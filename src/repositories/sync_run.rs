//! # Sync Run Ledger
//!
//! Durable history of sync runs. A run is opened as `IN_PROGRESS` and closed
//! exactly once: [`SyncRunRepository::finish`] only touches rows that are
//! still in progress, so a second finalization changes nothing and is
//! reported as an error.

use chrono::Utc;
use sea_orm::sea_query::Expr;
use sea_orm::{
    ActiveModelTrait, ColumnTrait, DatabaseConnection, EntityTrait, QueryFilter, QueryOrder,
    QuerySelect, Set,
};
use serde::Serialize;
use std::collections::HashSet;
use utoipa::ToSchema;
use uuid::Uuid;

use super::{RepositoryError, RepositoryResult};
use crate::error::SyncError;
use crate::models::sync_run::{ActiveModel, Column, Entity, Model, SyncStatus};

/// Row counts accumulated over a run
#[derive(Debug, Clone, Copy, Default, PartialEq, Eq, Serialize, ToSchema)]
pub struct RunTotals {
    pub creates: u64,
    pub updates: u64,
    pub skipped: u64,
}

/// Repository for the sync run ledger
#[derive(Debug, Clone)]
pub struct SyncRunRepository {
    db: DatabaseConnection,
}

impl SyncRunRepository {
    pub fn new(db: DatabaseConnection) -> Self {
        Self { db }
    }

    /// Opens a new run in `IN_PROGRESS`
    pub async fn start(&self, table_config_id: Uuid, total_columns: i32) -> Result<Model, SyncError> {
        let id = Uuid::new_v4();
        let run = ActiveModel {
            id: Set(id),
            table_config_id: Set(table_config_id),
            status: Set(SyncStatus::InProgress),
            started_at: Set(Utc::now().fixed_offset()),
            finished_at: Set(None),
            total_columns: Set(total_columns),
            total_creates: Set(0),
            total_updates: Set(0),
            total_skipped: Set(0),
            error_message: Set(None),
        };
        run.insert(&self.db).await?;

        tracing::info!(
            run_id = %id,
            table_config_id = %table_config_id,
            total_columns,
            "Sync run started"
        );

        // For SQLite, query the record directly since we already know the ID
        Entity::find_by_id(id)
            .one(&self.db)
            .await?
            .ok_or_else(|| SyncError::Ledger(format!("sync run {} not persisted", id)))
    }

    /// Writes the terminal status of a run.
    ///
    /// Fails with [`SyncError::Ledger`] when the run is unknown or already
    /// terminal; the stored row is left untouched in that case.
    pub async fn finish(
        &self,
        run_id: Uuid,
        status: SyncStatus,
        totals: RunTotals,
        error_message: Option<String>,
    ) -> Result<Model, SyncError> {
        if !status.is_terminal() {
            return Err(SyncError::Ledger(format!(
                "cannot finish run {} with non-terminal status {}",
                run_id,
                status.as_str()
            )));
        }

        let result = Entity::update_many()
            .col_expr(Column::Status, Expr::value(status.as_str()))
            .col_expr(
                Column::FinishedAt,
                Expr::value(Utc::now().fixed_offset()),
            )
            .col_expr(Column::TotalCreates, Expr::value(to_i64(totals.creates)))
            .col_expr(Column::TotalUpdates, Expr::value(to_i64(totals.updates)))
            .col_expr(Column::TotalSkipped, Expr::value(to_i64(totals.skipped)))
            .col_expr(Column::ErrorMessage, Expr::value(error_message))
            .filter(Column::Id.eq(run_id))
            .filter(Column::Status.eq(SyncStatus::InProgress))
            .exec(&self.db)
            .await?;

        if result.rows_affected == 0 {
            return Err(SyncError::Ledger(format!(
                "sync run {} is unknown or already finalized",
                run_id
            )));
        }

        tracing::info!(
            run_id = %run_id,
            status = status.as_str(),
            creates = totals.creates,
            updates = totals.updates,
            skipped = totals.skipped,
            "Sync run finalized"
        );

        Entity::find_by_id(run_id)
            .one(&self.db)
            .await?
            .ok_or_else(|| SyncError::Ledger(format!("sync run {} vanished", run_id)))
    }

    /// Marks runs left `IN_PROGRESS` by a previous process as failed
    pub async fn fail_orphaned(&self) -> RepositoryResult<u64> {
        let result = Entity::update_many()
            .col_expr(Column::Status, Expr::value(SyncStatus::Failed.as_str()))
            .col_expr(
                Column::FinishedAt,
                Expr::value(Utc::now().fixed_offset()),
            )
            .col_expr(
                Column::ErrorMessage,
                Expr::value("interrupted: service restarted while the run was in progress"),
            )
            .filter(Column::Status.eq(SyncStatus::InProgress))
            .exec(&self.db)
            .await?;

        if result.rows_affected > 0 {
            tracing::warn!(
                count = result.rows_affected,
                "Marked orphaned sync runs as failed"
            );
        }
        Ok(result.rows_affected)
    }

    pub async fn get(&self, run_id: Uuid) -> RepositoryResult<Model> {
        Entity::find_by_id(run_id)
            .one(&self.db)
            .await?
            .ok_or_else(|| RepositoryError::not_found("sync run", run_id))
    }

    /// Runs of one table configuration, newest first
    pub async fn list_for_table(&self, table_config_id: Uuid, limit: u64) -> RepositoryResult<Vec<Model>> {
        Ok(Entity::find()
            .filter(Column::TableConfigId.eq(table_config_id))
            .order_by_desc(Column::StartedAt)
            .limit(limit)
            .all(&self.db)
            .await?)
    }

    /// The most recent run of every table configuration, newest first
    pub async fn latest_per_table(&self) -> RepositoryResult<Vec<Model>> {
        let runs = Entity::find()
            .order_by_desc(Column::StartedAt)
            .all(&self.db)
            .await?;

        let mut seen = HashSet::new();
        Ok(runs
            .into_iter()
            .filter(|run| seen.insert(run.table_config_id))
            .collect())
    }

    /// Deletes a terminal run; an in-progress run cannot be deleted
    pub async fn delete(&self, run_id: Uuid) -> RepositoryResult<()> {
        let run = self.get(run_id).await?;
        if !run.status.is_terminal() {
            return Err(RepositoryError::Conflict(format!(
                "sync run {} is still in progress",
                run_id
            )));
        }
        Entity::delete_by_id(run_id).exec(&self.db).await?;
        Ok(())
    }
}

fn to_i64(value: u64) -> i64 {
    i64::try_from(value).unwrap_or(i64::MAX)
}
//! PDS data service client
//!
//! Builds `runquery` payloads, pages through results and drives the metadata
//! refresh endpoints. Every failure is translated into a [`SyncError`]:
//! transport problems become `RemoteUnavailable`, anything the service
//! answered with becomes `RemoteApi`.

use reqwest::{Client, StatusCode};
use serde::{Deserialize, Serialize};
use serde_json::{Map, Value};
use std::time::Duration;
use tracing::{debug, info, warn};
use utoipa::ToSchema;

use super::credentials::PdsCredentials;
use crate::error::SyncError;

/// Configuration code every endpoint is scoped to
pub const CONFIG_CODE: &str = "ds_unifier";
/// Prefix the service expects on table names
pub const TABLE_PREFIX: &str = "UNIFIER_";

const METADATA_TIMEOUT: Duration = Duration::from_secs(30);
const STATUS_SUCCESS: &str = "Metadata Seeding Status : SUCCESS";
const STATUS_PENDING: &str = "Metadata Seeding Status : PENDING";
const END_OF_TABLES: &str = "-1";

/// One source record, column name to JSON value
pub type Record = Map<String, Value>;

/// Table entry of a query payload
#[derive(Debug, Clone, PartialEq, Serialize, Deserialize, ToSchema)]
#[serde(rename_all = "camelCase")]
pub struct QueryTable {
    #[schema(example = "UNIFIER_CUSTOMERS")]
    pub table_name: String,
    pub columns: Vec<String>,
}

/// Body sent to the `runquery` endpoint
#[derive(Debug, Clone, PartialEq, Serialize, Deserialize, ToSchema)]
#[serde(rename_all = "camelCase")]
pub struct QueryPayload {
    /// Logical table name
    pub name: String,
    /// Page size, sent as a string
    #[schema(example = "1000")]
    pub page_size: String,
    pub tables: Vec<QueryTable>,
    #[serde(skip_serializing_if = "Option::is_none")]
    pub next_key: Option<i64>,
}

/// Prepends [`TABLE_PREFIX`] unless the name already carries it
pub fn canonical_table_name(table_name: &str) -> String {
    if table_name.starts_with(TABLE_PREFIX) {
        table_name.to_string()
    } else {
        format!("{}{}", TABLE_PREFIX, table_name)
    }
}

/// Builds the query payload for one page
pub fn build_payload(
    table_name: &str,
    page_size: i32,
    columns: &[String],
    next_key: Option<i64>,
) -> QueryPayload {
    QueryPayload {
        name: table_name.to_string(),
        page_size: page_size.to_string(),
        tables: vec![QueryTable {
            table_name: canonical_table_name(table_name),
            columns: columns.to_vec(),
        }],
        next_key,
    }
}

/// One page of results
#[derive(Debug, Clone, Default, PartialEq)]
pub struct PageResult {
    pub items: Vec<Record>,
    /// Continuation key; `None` when this was the last page
    pub next_key: Option<i64>,
}

#[derive(Debug, Default, Deserialize)]
struct QueryResponse {
    #[serde(default)]
    data: Option<Map<String, Value>>,
    #[serde(default)]
    pagination: Option<Vec<Pagination>>,
}

#[derive(Debug, Default, Deserialize)]
#[serde(rename_all = "camelCase")]
struct Pagination {
    #[serde(default)]
    next_key: Option<Value>,
    #[serde(default)]
    next_table_name: Option<Value>,
}

impl Pagination {
    /// Continuation key, or `None` when `nextKey == 0` or `nextTableName == "-1"`
    fn continuation(&self) -> Option<i64> {
        let key = self.next_key.as_ref().map_or(0, value_as_i64);
        let table = match &self.next_table_name {
            Some(Value::String(s)) => s.clone(),
            Some(Value::Null) | None => END_OF_TABLES.to_string(),
            Some(other) => other.to_string(),
        };
        (key != 0 && table != END_OF_TABLES).then_some(key)
    }
}

fn value_as_i64(value: &Value) -> i64 {
    match value {
        Value::Number(n) => n
            .as_i64()
            .or_else(|| n.as_f64().map(|f| f as i64))
            .unwrap_or(0),
        Value::String(s) => s.trim().parse().unwrap_or(0),
        _ => 0,
    }
}

/// Outcome of a metadata status probe
#[derive(Debug, Clone, Copy, PartialEq, Eq, Serialize, Deserialize, ToSchema)]
#[serde(rename_all = "SCREAMING_SNAKE_CASE")]
pub enum MetadataStatus {
    Success,
    Pending,
    Unknown,
    Error,
}

impl MetadataStatus {
    /// Interprets the plain-text body of the seed status endpoint
    pub fn from_status_text(text: &str) -> Self {
        if text.contains(STATUS_SUCCESS) {
            MetadataStatus::Success
        } else if text.contains(STATUS_PENDING) {
            MetadataStatus::Pending
        } else {
            MetadataStatus::Unknown
        }
    }
}

/// HTTP client for one PDS connection
#[derive(Debug, Clone)]
pub struct PdsClient {
    http: Client,
    base_url: String,
    username: String,
    password: String,
    timeout: Duration,
}

impl PdsClient {
    pub fn new(credentials: &PdsCredentials, timeout: Duration) -> Result<Self, SyncError> {
        let http = Client::builder()
            .timeout(timeout)
            .no_proxy()
            .build()
            .map_err(|e| SyncError::Configuration(format!("failed to build HTTP client: {}", e)))?;

        Ok(Self {
            http,
            base_url: credentials.base_url().to_string(),
            username: credentials.username.clone(),
            password: credentials.password.clone(),
            timeout,
        })
    }

    fn query_url(&self) -> String {
        format!(
            "{}/rest-service/dataservice/runquery?configCode={}",
            self.base_url, CONFIG_CODE
        )
    }

    fn refresh_url(&self) -> String {
        format!(
            "{}/rest-service/dataservice/metadata/refresh?configCode={}",
            self.base_url, CONFIG_CODE
        )
    }

    fn status_url(&self) -> String {
        format!(
            "{}/rest-service/v1/config/status/seed/{}",
            self.base_url, CONFIG_CODE
        )
    }

    /// Fetches one page of `table_name`
    pub async fn fetch_page(
        &self,
        table_name: &str,
        page_size: i32,
        columns: &[String],
        next_key: Option<i64>,
    ) -> Result<PageResult, SyncError> {
        let payload = build_payload(table_name, page_size, columns, next_key);
        debug!(table = table_name, next_key = ?next_key, "Requesting PDS page");

        let response = self
            .http
            .post(self.query_url())
            .basic_auth(&self.username, Some(&self.password))
            .json(&payload)
            .send()
            .await
            .map_err(|e| self.transport_error(e))?;

        let status = response.status();
        let body = response
            .text()
            .await
            .map_err(|e| self.transport_error(e))?;
        if !status.is_success() {
            return Err(SyncError::remote_api(status.as_u16(), body));
        }

        let parsed: QueryResponse = serde_json::from_str(&body)
            .map_err(|_| SyncError::remote_api(status.as_u16(), &body))?;

        let prefixed = canonical_table_name(table_name);
        let data = parsed.data.unwrap_or_default();
        let raw_items = data
            .get(&prefixed)
            .or_else(|| data.get(table_name))
            .cloned()
            .unwrap_or(Value::Null);

        let items = match raw_items {
            Value::Array(values) => values
                .into_iter()
                .filter_map(|value| match value {
                    Value::Object(record) => Some(record),
                    other => {
                        warn!(table = table_name, item = %other, "Ignoring non-object item");
                        None
                    }
                })
                .collect(),
            _ => Vec::new(),
        };

        let next_key = parsed
            .pagination
            .and_then(|pages| pages.into_iter().next())
            .unwrap_or_default()
            .continuation();

        Ok(PageResult { items, next_key })
    }

    /// Asks the service to reseed its metadata; 200 and 202 are accepted
    pub async fn refresh_metadata(&self) -> Result<(), SyncError> {
        let response = self
            .http
            .post(self.refresh_url())
            .basic_auth(&self.username, Some(&self.password))
            .timeout(METADATA_TIMEOUT)
            .send()
            .await
            .map_err(|e| self.transport_error(e))?;

        let status = response.status();
        if status == StatusCode::OK || status == StatusCode::ACCEPTED {
            info!("Metadata refresh accepted");
            return Ok(());
        }
        let body = response.text().await.unwrap_or_default();
        Err(SyncError::remote_api(status.as_u16(), body))
    }

    /// Probes the metadata seeding status
    pub async fn metadata_status(&self) -> Result<MetadataStatus, SyncError> {
        let response = self
            .http
            .get(self.status_url())
            .basic_auth(&self.username, Some(&self.password))
            .timeout(METADATA_TIMEOUT)
            .send()
            .await
            .map_err(|e| self.transport_error(e))?;

        let status = response.status();
        let body = response
            .text()
            .await
            .map_err(|e| self.transport_error(e))?;
        if !status.is_success() {
            return Err(SyncError::remote_api(status.as_u16(), body));
        }
        Ok(MetadataStatus::from_status_text(body.trim()))
    }

    /// Triggers a refresh and polls until it reports success or `attempts` run out.
    ///
    /// Returns the last observed status; a failed probe ends polling with
    /// [`MetadataStatus::Error`].
    pub async fn refresh_and_wait(
        &self,
        attempts: u32,
        interval: Duration,
    ) -> Result<MetadataStatus, SyncError> {
        self.refresh_metadata().await?;

        let mut last = MetadataStatus::Unknown;
        for attempt in 1..=attempts.max(1) {
            last = match self.metadata_status().await {
                Ok(status) => status,
                Err(err) => {
                    warn!(attempt, error = %err, "Metadata status probe failed");
                    return Ok(MetadataStatus::Error);
                }
            };
            if last != MetadataStatus::Pending {
                break;
            }
            if attempt < attempts {
                tokio::time::sleep(interval).await;
            }
        }
        Ok(last)
    }

    fn transport_error(&self, err: reqwest::Error) -> SyncError {
        if err.is_timeout() {
            SyncError::RemoteUnavailable(format!(
                "request timed out after {} s",
                self.timeout.as_secs()
            ))
        } else {
            SyncError::RemoteUnavailable(err.to_string())
        }
    }
}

§ WORK TO COMPLETE: Search the material for "parsed" and copy each matching line.

§ RESULT:
        let parsed: QueryResponse = serde_json::from_str(&body)
        let data = parsed.data.unwrap_or_default();
        let next_key = parsed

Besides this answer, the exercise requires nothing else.